Attorney, Agent or Firm: Andrus Intellectual Property Law,
LLP
Claims
The invention claimed is:
1. An anti-spin arrangement for a gyratory crusher including an
upper frame, a top bearing, a main shaft and a head, comprising: at
least one seal element configured to provide sealing between the
top bearing and the main shaft of the gyratory crusher; at least
one anti-spin element positioned below the at least one seal
element and configured to reduce spinning of the head of the
crusher; a first adjustment element and a second adjustment
element; and a cover element removably coupled to the upper frame
to hold the at least one seal element and the at least one
anti-spin element between the cover element and the top bearing,
wherein the at least one seal element and the at least one
anti-spin element are removable when the cover element is detached,
wherein the at least one seal element and the at least one
anti-spin element are configured to be individually adjusted with
the first adjustment element and the second adjustment element
respectively, by tightening the adjustment elements or by adding
further adjustment elements; and the cover element is tensionable
against the upper frame of the gyratory crusher to cause an upward
movement of the at least one seal element, the adjustment elements,
and the anti-spin element towards a lower end of the top
bearing.
2. The anti-spin arrangement of claim 1, wherein the at least one
seal element comprises a first seal element and a second seal
element.
3. The anti-spin arrangement of claim 1, further comprising a wiper
element.
4. The anti-spin arrangement of claim 1, wherein the at least one
anti-spin element comprises two or more anti-spin elements.
5. The anti-spin arrangement of claim 1, wherein the at least one
seal element, the at least one anti-spin element and the first and
second adjustment element have a ring shaped form.
6. The anti-spin arrangement of claim 1, wherein the at least one
anti-spin element comprises perforations, grooves, ridges or
folds.
7. The anti-spin arrangement of claim 1, wherein the first and/or
second adjusting element has a substantially L-shaped
cross-section.
8. The anti-spin arrangement of claim 1, wherein the first and/or
the second adjustment element comprise a plurality of separate
parts.
9. A gyratory crusher comprising: a top bearing; an upper frame; a
main shaft; and an anti-spin arrangement comprising: at least one
seal element configured to provide sealing between the top bearing
and the main shaft of the gyratory crusher; at least one anti-spin
element configured to reduce spinning of a head of the crusher; and
a first adjustment element and a second adjustment element; and a
cover element coupled to the upper frame and configured to hold the
at least one seal element and the at least one anti-spin element
between the cover element and the top bearing and to allow
replacing the seal element and the anti-spin element when the cover
element is detached; wherein the at least one seal element and the
at least one anti-spin element are configured to be individually
adjusted with the first adjustment element and the second
adjustment element respectively, by tightening the adjustment
elements or by adding further adjustment elements; and the cover
element is tensionable against the upper frame of the gyratory
crusher to cause an upward movement of the at least one seal
element, the adjustment elements, and the at least one anti-spin
element towards a lower end of the top bearing.
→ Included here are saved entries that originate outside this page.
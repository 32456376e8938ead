//! ## Discovery beacon
//!
//! The master shouts `"<KEY_STR>:<tcp port>"` on UDP broadcast so slaves know where to connect.
//! The beacon never touches the fleet.

use anyhow::{Context, Result};
use socket2::{Domain, Socket, Type};
use std::net::SocketAddr;
use tokio::net::UdpSocket;
use tokio::time::{interval, Duration, MissedTickBehavior};

use crate::{config, print};

/// Payload of one beacon.
pub fn beacon_message(tcp_port: u16) -> String {
    format!("{}:{}", config::KEY_STR, tcp_port)
}

/// Sets up a reusable, non-blocking broadcast socket bound to an ephemeral port.
fn broadcast_socket() -> Result<UdpSocket> {
    let bind_addr: SocketAddr = SocketAddr::from(([0, 0, 0, 0], 0));
    let socket = Socket::new(Domain::IPV4, Type::DGRAM, None).context("Failed to create UDP socket")?;
    socket.set_nonblocking(true)?;
    socket.set_reuse_address(true)?;
    socket.set_broadcast(true)?;
    socket.bind(&bind_addr.into()).context("Failed to bind UDP socket")?;
    Ok(UdpSocket::from_std(socket.into())?)
}

// ### Starter og kjører udp-broadcaster
/// Starts and runs the discovery beacon
///
/// ## Parameters
/// `beacon_addr`: broadcast destination, `ip:port`
/// `period`: time between beacons
/// `tcp_port`: the port slaves should connect to
///
/// ## Behavior
/// Sends [beacon_message] every `period`. A failed send (e.g. cable out) is logged once
/// and retried on the next tick; recovery is logged too.
///
/// ## Note
/// Only returns on a setup error. Should be spawned as its own task.
pub async fn start_udp_broadcaster(beacon_addr: &str, period: Duration, tcp_port: u16) -> Result<()> {
    let broadcast_addr: SocketAddr = beacon_addr
        .parse()
        .with_context(|| format!("Invalid beacon address {}", beacon_addr))?;
    let udp_socket = broadcast_socket()?;
    let message = beacon_message(tcp_port);

    let mut ticker = interval(period);
    ticker.set_missed_tick_behavior(MissedTickBehavior::Delay);
    let mut sending = true;
    loop {
        ticker.tick().await;
        match udp_socket.send_to(message.as_bytes(), broadcast_addr).await {
            Ok(_) if !sending => {
                print::ok(format!("Beacon to {} is back", broadcast_addr));
                sending = true;
            }
            Ok(_) => {}
            Err(e) if sending => {
                print::warn(format!("Beacon to {} failed: {}", broadcast_addr, e));
                sending = false;
            }
            Err(_) => {}
        }
    }
}
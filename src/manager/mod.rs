//! # Manager
//!
//! Decides who serves what.
//!
//! - [dispatcher]: cost model choosing one elevator per hall call.
//! - [redistribute]: turns the calls of a vanished elevator back into hall calls.

pub mod dispatcher;
pub mod redistribute;
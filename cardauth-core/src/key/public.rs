//! Verification keys built from classified key expressions.

use rsa::traits::PublicKeyParts;
use rsa::{BigUint, RsaPublicKey};

use crate::sexp::Sexp;

use super::algorithm::{ClassifyError, KeyAlgorithm};

/// Ed25519 public keys are 32 bytes, optionally prefixed by libgcrypt's
/// `0x40` native-point marker.
const ED25519_KEY_LEN: usize = 32;
const NATIVE_POINT_PREFIX: u8 = 0x40;

/// Errors that can occur while building a [`PublicKey`].
#[derive(Debug, Clone, PartialEq, Eq, thiserror::Error)]
#[non_exhaustive]
pub enum KeyError {
    /// The expression is not a supported key.
    #[error(transparent)]
    Classify(#[from] ClassifyError),

    /// A parameter required by the algorithm is absent.
    #[error("key is missing parameter `{0}`")]
    MissingParameter(&'static str),

    /// A parameter is present but does not form a valid key.
    #[error("key parameter `{0}` is invalid")]
    InvalidParameter(&'static str),
}

/// A classified public key, ready for signature verification.
///
/// The variant is fixed at construction: a key that classified as RSA can
/// only ever be checked on the RSA path.
#[derive(Clone, PartialEq, Eq)]
pub enum PublicKey {
    Rsa(RsaPublicKey),
    Ed25519(ed25519_dalek::VerifyingKey),
}

impl PublicKey {
    /// Classify `key` and extract its verification parameters.
    ///
    /// RSA keys need `n` and `e`; Ed25519 keys need `q`.
    ///
    /// # Errors
    ///
    /// Returns `KeyError::Classify` if the expression is not a supported key,
    /// `KeyError::MissingParameter` or `KeyError::InvalidParameter` if its
    /// parameters do not form a valid key.
    pub fn from_sexp(key: &Sexp) -> Result<Self, KeyError> {
        match KeyAlgorithm::classify(key)? {
            KeyAlgorithm::Rsa => {
                let n = parameter(key, "n")?;
                let e = parameter(key, "e")?;
                let key = RsaPublicKey::new(BigUint::from_bytes_be(n), BigUint::from_bytes_be(e))
                    .map_err(|_| KeyError::InvalidParameter("n"))?;
                Ok(Self::Rsa(key))
            }
            KeyAlgorithm::Ed25519 => {
                let q = parameter(key, "q")?;
                let point = match q {
                    [NATIVE_POINT_PREFIX, rest @ ..] if rest.len() == ED25519_KEY_LEN => rest,
                    _ => q,
                };
                let bytes: [u8; ED25519_KEY_LEN] = point
                    .try_into()
                    .map_err(|_| KeyError::InvalidParameter("q"))?;
                let key = ed25519_dalek::VerifyingKey::from_bytes(&bytes)
                    .map_err(|_| KeyError::InvalidParameter("q"))?;
                Ok(Self::Ed25519(key))
            }
        }
    }

    /// The algorithm family this key belongs to.
    #[must_use]
    pub fn algorithm(&self) -> KeyAlgorithm {
        match self {
            Self::Rsa(_) => KeyAlgorithm::Rsa,
            Self::Ed25519(_) => KeyAlgorithm::Ed25519,
        }
    }

    /// Key size in bits.
    #[must_use]
    pub fn bits(&self) -> usize {
        match self {
            Self::Rsa(key) => key.n().bits(),
            Self::Ed25519(_) => 256,
        }
    }
}

impl std::fmt::Debug for PublicKey {
    fn fmt(&self, f: &mut std::fmt::Formatter<'_>) -> std::fmt::Result {
        match self {
            Self::Rsa(key) => write!(f, "PublicKey(rsa, {} bits)", key.n().bits()),
            Self::Ed25519(key) => {
                // First 4 bytes are enough to tell keys apart in logs.
                let bytes = key.as_bytes();
                write!(
                    f,
                    "PublicKey(Ed25519, {:02x}{:02x}{:02x}{:02x}...)",
                    bytes[0], bytes[1], bytes[2], bytes[3]
                )
            }
        }
    }
}

/// The value of the `(name VALUE)` list inside the algorithm parameters.
fn parameter<'a>(key: &'a Sexp, name: &'static str) -> Result<&'a [u8], KeyError> {
    key.get(1)
        .and_then(|params| params.find_token(name.as_bytes()))
        .and_then(|param| param.atom_at(1))
        .ok_or(KeyError::MissingParameter(name))
}
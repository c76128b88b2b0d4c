//! Response checks outside an authentication attempt.
//!
//! The challenge comes from the caller, so nothing here shows that it was
//! fresh or that this process issued it: a response the card produced once
//! is accepted every time it is replayed. Use this to inspect a recorded
//! exchange. Logins go through [`PendingChallenge`](super::PendingChallenge).

use crate::key::PublicKey;

use super::{verify, Challenge, Verdict, VerifyError};

/// Check `response` as the card's signature over a caller-supplied
/// `challenge`.
///
/// Gives no freshness or replay guarantee.
///
/// # Errors
///
/// Returns `VerifyError::InvalidChallengeLength` unless `challenge` is
/// [`CHALLENGE_LEN`](super::CHALLENGE_LEN) bytes, and
/// `VerifyError::MalformedSignature` for responses that are not signatures.
pub fn verify_response(
    key: &PublicKey,
    challenge: &[u8],
    response: &[u8],
) -> Result<Verdict, VerifyError> {
    let challenge = Challenge::from_bytes(challenge)?;
    verify(key, &challenge, response)
}
//! Key inspection and offline challenge-response checks.

use std::io::Write;

use anyhow::{Context, Result};
use cardauth_core::challenge::{offline, Challenge, Verdict, CHALLENGE_LEN};
use cardauth_core::key::PublicKey;
use cardauth_core::sexp::hex_transcript;
use cardauth_localdb::KeyStore;

use super::Outcome;
use crate::utils::parse_hex;

/// Print the key stored for `serialno`, optionally with a hex transcript.
pub fn show_key(
    keys: &KeyStore,
    serialno: &str,
    transcript_capacity: Option<usize>,
    out: &mut impl Write,
) -> Result<Outcome> {
    let expr = keys.lookup_public_key(serialno)?;
    writeln!(out, "{expr}")?;
    if let Some(capacity) = transcript_capacity {
        let transcript = hex_transcript(&expr, capacity).context("Failed to render key")?;
        writeln!(out, "{transcript}")?;
    }

    let key = PublicKey::from_sexp(&expr)
        .with_context(|| format!("Key for card {serialno} is not usable"))?;
    writeln!(out, "algorithm: {} ({} bits)", key.algorithm(), key.bits())?;
    Ok(Outcome::Success)
}

/// Print a fresh challenge in hex.
pub fn challenge(out: &mut impl Write) -> Result<Outcome> {
    let challenge = Challenge::generate();
    writeln!(out, "{}", hex::encode(challenge.as_bytes()))?;
    Ok(Outcome::Success)
}

/// Check a card's `response` to `challenge_hex` against its stored key.
///
/// The challenge is whatever the operator passes in, so an accepted
/// response says nothing about freshness.
pub fn verify(
    keys: &KeyStore,
    serialno: &str,
    challenge_hex: &str,
    response_hex: &str,
    out: &mut impl Write,
) -> Result<Outcome> {
    let challenge = parse_hex(challenge_hex).context("Invalid --challenge")?;
    if challenge.len() != CHALLENGE_LEN {
        anyhow::bail!(
            "Invalid --challenge: expected {CHALLENGE_LEN} bytes, got {}",
            challenge.len()
        );
    }
    let response = parse_hex(response_hex).context("Invalid --response")?;

    let expr = keys.lookup_public_key(serialno)?;
    let key = PublicKey::from_sexp(&expr)
        .with_context(|| format!("Key for card {serialno} is not usable"))?;
    tracing::debug!(serialno, algorithm = %key.algorithm(), "verifying response");

    match offline::verify_response(&key, &challenge, &response)
        .context("Cannot verify response")?
    {
        Verdict::Accepted => {
            writeln!(out, "accepted")?;
            Ok(Outcome::Success)
        }
        Verdict::Rejected => {
            writeln!(out, "rejected")?;
            Ok(Outcome::Negative)
        }
    }
}
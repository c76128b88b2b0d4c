//! Uniqueness tracking for directory lookups.

use super::DirectoryError;

/// Collects candidate matches and decides whether exactly one distinct
/// value was seen.
///
/// Seeing the same value again is not ambiguity. Seeing a second distinct
/// value is, and no later input can undo that.
#[derive(Debug, Default)]
pub struct UniqueMatch {
    found: Option<String>,
    ambiguous: bool,
}

impl UniqueMatch {
    #[must_use]
    pub fn new() -> Self {
        Self::default()
    }

    /// Record one matching candidate.
    pub fn observe(&mut self, candidate: String) {
        match &self.found {
            None => self.found = Some(candidate),
            Some(found) if *found != candidate => self.ambiguous = true,
            Some(_) => {}
        }
    }

    /// True once two distinct candidates have been observed.
    #[must_use]
    pub fn is_ambiguous(&self) -> bool {
        self.ambiguous
    }

    /// End the scan and produce the result.
    ///
    /// # Errors
    ///
    /// Returns `DirectoryError::Ambiguous` if distinct candidates were seen,
    /// `DirectoryError::NotFound` if none were.
    pub fn finish(self) -> Result<String, DirectoryError> {
        if self.ambiguous {
            return Err(DirectoryError::Ambiguous);
        }
        self.found.ok_or(DirectoryError::NotFound)
    }
}

#[cfg(test)]
mod tests {
    use super::*;

    #[test]
    fn test_no_candidates_is_not_found() {
        assert!(matches!(
            UniqueMatch::new().finish(),
            Err(DirectoryError::NotFound)
        ));
    }

    #[test]
    fn test_single_candidate() {
        let mut matches = UniqueMatch::new();
        matches.observe("alice".into());
        assert!(!matches.is_ambiguous());
        assert_eq!(matches.finish().unwrap(), "alice");
    }

    #[test]
    fn test_repeated_candidate_is_not_ambiguous() {
        let mut matches = UniqueMatch::new();
        for _ in 0..3 {
            matches.observe("alice".into());
        }
        assert_eq!(matches.finish().unwrap(), "alice");
    }

    #[test]
    fn test_distinct_candidates_are_ambiguous() {
        let mut matches = UniqueMatch::new();
        matches.observe("alice".into());
        matches.observe("carol".into());
        assert!(matches.is_ambiguous());
        matches.observe("alice".into());
        assert!(matches!(matches.finish(), Err(DirectoryError::Ambiguous)));
    }

    #[test]
    fn test_match_is_case_sensitive() {
        let mut matches = UniqueMatch::new();
        matches.observe("alice".into());
        matches.observe("Alice".into());
        assert!(matches!(matches.finish(), Err(DirectoryError::Ambiguous)));
    }
}
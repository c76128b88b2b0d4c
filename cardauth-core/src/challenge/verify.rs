//! Signature verification per key algorithm.

use rsa::traits::PublicKeyParts;
use rsa::{BigUint, Pkcs1v15Sign, RsaPublicKey};
use sha1::Sha1;

use crate::key::PublicKey;

use super::{Challenge, VerifyError};

/// Ed25519 signatures are always `R || S`, 32 bytes each.
const ED25519_SIGNATURE_LEN: usize = 64;

/// Outcome of a signature check that ran to completion.
#[derive(Debug, Clone, Copy, PartialEq, Eq)]
pub enum Verdict {
    Accepted,
    Rejected,
}

impl Verdict {
    #[must_use]
    pub fn is_accepted(self) -> bool {
        self == Self::Accepted
    }
}

/// Check `response` as the card's signature over `challenge`.
///
/// - RSA: PKCS#1 v1.5 with a SHA-1 `DigestInfo`. The challenge is used as
///   the digest value itself and is not hashed again. The response is an
///   unsigned big-endian integer.
/// - Ed25519: plain EdDSA over the challenge bytes, checked with
///   `verify_strict`.
///
/// Reachable only through [`super::PendingChallenge::verify`] and
/// [`super::offline::verify_response`].
///
/// # Errors
///
/// Returns `VerifyError::MalformedSignature` when the response cannot be
/// read as a signature at all. A well-formed signature that does not match
/// yields `Ok(Verdict::Rejected)`.
pub(crate) fn verify(
    key: &PublicKey,
    challenge: &Challenge,
    response: &[u8],
) -> Result<Verdict, VerifyError> {
    match key {
        PublicKey::Rsa(key) => verify_rsa(key, challenge.as_bytes(), response),
        PublicKey::Ed25519(key) => verify_ed25519(key, challenge.as_bytes(), response),
    }
}

fn verify_rsa(key: &RsaPublicKey, digest: &[u8], response: &[u8]) -> Result<Verdict, VerifyError> {
    if response.is_empty() {
        return Err(VerifyError::MalformedSignature("empty response"));
    }

    // Cards may drop leading zero bytes; normalize through the integer.
    let s = BigUint::from_bytes_be(response);
    if &s >= key.n() {
        return Ok(Verdict::Rejected);
    }
    let raw = s.to_bytes_be();
    let mut signature = vec![0u8; key.size()];
    let offset = signature.len() - raw.len();
    signature[offset..].copy_from_slice(&raw);

    Ok(match key.verify(Pkcs1v15Sign::new::<Sha1>(), digest, &signature) {
        Ok(()) => Verdict::Accepted,
        Err(_) => Verdict::Rejected,
    })
}

fn verify_ed25519(
    key: &ed25519_dalek::VerifyingKey,
    message: &[u8],
    response: &[u8],
) -> Result<Verdict, VerifyError> {
    let bytes: [u8; ED25519_SIGNATURE_LEN] = response
        .try_into()
        .map_err(|_| VerifyError::MalformedSignature("Ed25519 signature must be 64 bytes"))?;
    let signature = ed25519_dalek::Signature::from_bytes(&bytes);

    Ok(match key.verify_strict(message, &signature) {
        Ok(()) => Verdict::Accepted,
        Err(_) => Verdict::Rejected,
    })
}

#[cfg(test)]
mod tests {
    use super::*;
    use ed25519_dalek::{Signer, SigningKey};
    use rand::rngs::OsRng;
    use rsa::RsaPrivateKey;
    use std::sync::OnceLock;

    fn rsa_private() -> &'static RsaPrivateKey {
        static KEY: OnceLock<RsaPrivateKey> = OnceLock::new();
        KEY.get_or_init(|| RsaPrivateKey::new(&mut OsRng, 1024).unwrap())
    }

    fn rsa_sign(challenge: &Challenge) -> Vec<u8> {
        rsa_private()
            .sign(Pkcs1v15Sign::new::<Sha1>(), challenge.as_bytes())
            .unwrap()
    }

    fn rsa_public() -> PublicKey {
        PublicKey::Rsa(rsa_private().to_public_key())
    }

    #[test]
    fn test_rsa_accepts_valid_signature() {
        let challenge = Challenge::generate();
        let response = rsa_sign(&challenge);
        assert_eq!(verify(&rsa_public(), &challenge, &response), Ok(Verdict::Accepted));
    }

    #[test]
    fn test_rsa_rejects_flipped_bit() {
        let challenge = Challenge::generate();
        let mut response = rsa_sign(&challenge);
        let last = response.len() - 1;
        response[last] ^= 0x01;
        assert_eq!(verify(&rsa_public(), &challenge, &response), Ok(Verdict::Rejected));
    }

    #[test]
    fn test_rsa_rejects_other_challenge() {
        let response = rsa_sign(&Challenge::generate());
        let verdict = verify(&rsa_public(), &Challenge::generate(), &response).unwrap();
        assert!(!verdict.is_accepted());
    }

    #[test]
    fn test_rsa_leading_zeros_are_insignificant() {
        let challenge = Challenge::generate();
        let mut response = vec![0u8, 0u8];
        response.extend(rsa_sign(&challenge));
        assert_eq!(verify(&rsa_public(), &challenge, &response), Ok(Verdict::Accepted));
    }

    #[test]
    fn test_rsa_empty_response_is_malformed() {
        assert!(matches!(
            verify(&rsa_public(), &Challenge::generate(), &[]),
            Err(VerifyError::MalformedSignature(_))
        ));
    }

    #[test]
    fn test_rsa_response_above_modulus_rejected() {
        let response = vec![0xFF; 129];
        assert_eq!(
            verify(&rsa_public(), &Challenge::generate(), &response),
            Ok(Verdict::Rejected)
        );
    }

    #[test]
    fn test_ed25519_accepts_raw_signature() {
        let signing = SigningKey::generate(&mut OsRng);
        let key = PublicKey::Ed25519(signing.verifying_key());
        let challenge = Challenge::generate();
        let response = signing.sign(challenge.as_bytes()).to_bytes();
        assert_eq!(verify(&key, &challenge, &response), Ok(Verdict::Accepted));
    }

    #[test]
    fn test_ed25519_rejects_flipped_bit() {
        let signing = SigningKey::generate(&mut OsRng);
        let key = PublicKey::Ed25519(signing.verifying_key());
        let challenge = Challenge::generate();
        let mut response = signing.sign(challenge.as_bytes()).to_bytes();
        response[0] ^= 0x80;
        assert_eq!(verify(&key, &challenge, &response), Ok(Verdict::Rejected));
    }

    #[test]
    fn test_ed25519_wrong_length_is_malformed() {
        let signing = SigningKey::generate(&mut OsRng);
        let key = PublicKey::Ed25519(signing.verifying_key());
        for len in [0, 63, 65] {
            assert!(matches!(
                verify(&key, &Challenge::generate(), &vec![0u8; len]),
                Err(VerifyError::MalformedSignature(_))
            ));
        }
    }

    #[test]
    fn test_rsa_signature_does_not_pass_ed25519() {
        let signing = SigningKey::generate(&mut OsRng);
        let key = PublicKey::Ed25519(signing.verifying_key());
        let challenge = Challenge::generate();
        let result = verify(&key, &challenge, &rsa_sign(&challenge));
        assert!(matches!(result, Err(VerifyError::MalformedSignature(_))));
    }
}
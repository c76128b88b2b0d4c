//! Per-attempt challenge state.

use crate::key::PublicKey;

use super::{verify, Challenge, Verdict, VerifyError};

/// A challenge that has been issued and is waiting for the card's answer.
///
/// Holding a `PendingChallenge` is the only way to reach [`Self::verify`],
/// and verifying consumes it, so every attempt checks exactly one fresh
/// challenge exactly once. The nonce is wiped when the value is dropped,
/// whichever way the attempt ends.
#[derive(Debug)]
#[must_use = "an issued challenge should be sent to the card and verified"]
pub struct PendingChallenge {
    challenge: Challenge,
}

impl PendingChallenge {
    /// Start an attempt with a freshly generated challenge.
    pub fn issue() -> Self {
        Self {
            challenge: Challenge::generate(),
        }
    }

    /// The bytes to hand to the card for signing.
    #[must_use]
    pub fn challenge(&self) -> &[u8] {
        self.challenge.as_bytes()
    }

    /// Finish the attempt by checking the card's `response`.
    ///
    /// # Errors
    ///
    /// See [`verify`](super::verify).
    pub fn verify(self, key: &PublicKey, response: &[u8]) -> Result<Verdict, VerifyError> {
        verify(key, &self.challenge, response)
    }
}
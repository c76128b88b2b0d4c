//! Identity table lines.
//!
//! One record per line: `SERIALNO USERNAME [ignored...] [# comment]`.

use std::io::{self, BufRead};

/// Characters separating the fields of a table line.
const FIELD_SEPARATORS: [char; 4] = [' ', '\t', '\r', '\n'];

/// A (card serial number, account name) pair from the identity table.
#[derive(Debug, Clone, PartialEq, Eq, Hash)]
pub struct IdentityRecord {
    pub serialno: String,
    pub username: String,
}

impl IdentityRecord {
    /// Parse one table line.
    ///
    /// Everything from the first `#` on is a comment. Returns `None` for
    /// lines with fewer than two fields; fields past the second are ignored.
    #[must_use]
    pub fn parse_line(line: &str) -> Option<Self> {
        let content = line.split_once('#').map_or(line, |(content, _)| content);
        let mut fields = content
            .split(FIELD_SEPARATORS)
            .filter(|field| !field.is_empty());

        let serialno = fields.next()?;
        let username = fields.next()?;
        Some(Self {
            serialno: serialno.to_owned(),
            username: username.to_owned(),
        })
    }
}

/// Lazy iterator over the records of an identity table.
///
/// Lines that are blank, comment-only, too short or not valid UTF-8 are
/// skipped. Read errors are yielded as they occur.
#[derive(Debug)]
pub struct Records<R> {
    lines: io::Split<R>,
}

impl<R: BufRead> Iterator for Records<R> {
    type Item = io::Result<IdentityRecord>;

    fn next(&mut self) -> Option<Self::Item> {
        loop {
            let line = match self.lines.next()? {
                Ok(line) => line,
                Err(e) => return Some(Err(e)),
            };
            let Ok(line) = String::from_utf8(line) else {
                continue;
            };
            if let Some(record) = IdentityRecord::parse_line(&line) {
                return Some(Ok(record));
            }
        }
    }
}

/// Iterate the records readable from `reader`.
pub fn records<R: BufRead>(reader: R) -> Records<R> {
    Records {
        lines: reader.split(b'\n'),
    }
}
//! Identity directory: which card belongs to which account.
//!
//! The table is line oriented:
//!
//! ```text
//! # serialno                      username
//! D2760001240102000005000012340000 alice
//! D2760001240102000005000056780000 bob     # spare card
//! ```
//!
//! A lookup succeeds only when exactly one distinct counterpart matches.
//! Ambiguity is always reported, never resolved by taking the first match.
//!
//! # Example
//!
//! ```
//! use cardauth_core::usersdb::{Directory, DirectoryError};
//!
//! let directory = Directory::new("CARD001 alice\nCARD001 carol\n");
//! assert!(directory.contains("CARD001", "carol").unwrap());
//! assert!(matches!(
//!     directory.resolve_username("CARD001"),
//!     Err(DirectoryError::Ambiguous)
//! ));
//! ```

mod directory;
mod error;
mod lookup;
mod record;

pub use directory::{Directory, IdentitySource};
pub use error::DirectoryError;
pub use lookup::UniqueMatch;
pub use record::{records, IdentityRecord, Records};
10. The gyratory crusher of claim 9, wherein the cover element is
further configured to hold the anti-spin arrangement in place.
11. A mineral material processing plant comprising the crusher
according to claim 9.
12. The mineral material processing plant according to claim 11,
wherein the mineral material processing plant comprises a mobile
plant.
13. A method of operating a gyratory crusher, comprising monitoring
the functioning of at least one seal element configured to provide
sealing of a top bearing of the gyratory crusher; monitoring the
functioning of at least one anti-spin element configured to reduce
spinning of a head of the crusher; and allowing replacing the at
least one seal element and the at least one anti-spin element by
detachably attaching a cover element to an upper frame of the
gyratory crusher; adjusting the at least one seal element and/or
the at least one anti-spin element individually with a first
adjustment element and a second adjustment element respectively, by
tightening the adjustment elements or by adding further adjustment
elements; and tensioning the cover element against the upper frame
so causing an upward movement of the at least one seal element, the
adjustment elements, and the at least one anti-spin element towards
a lower end of the top bearing.
14. The method according to claim 13, further comprising: detaching
the cover element; lowering the at least one seal element and/or
the at least one anti-spin element from between the upper frame and
a main shaft; replacing any one or more of: the at least one seal
element; the at least one anti-spin element; the first adjustment
element; and the second adjustment element; raising the at least
one seal element and/or the at least one anti-spin element to a
position between the upper frame and the main shaft; and attaching
the cover element.
Description
CROSS-REFERENCE TO RELATED APPLICATIONS
This application is the U.S. national stage application of
International Application PCT/FI2016/050116, filed Feb. 24, 2016,
which international application was published on Aug. 31, 2017, as
International Publication WO 2017/144765 A1 in the English
language.
FIELD OF INVENTION
The invention generally relates to a gyratory crusher. In
particular, but not exclusively, the invention relates to an
anti-spin arrangement for a gyratory crusher.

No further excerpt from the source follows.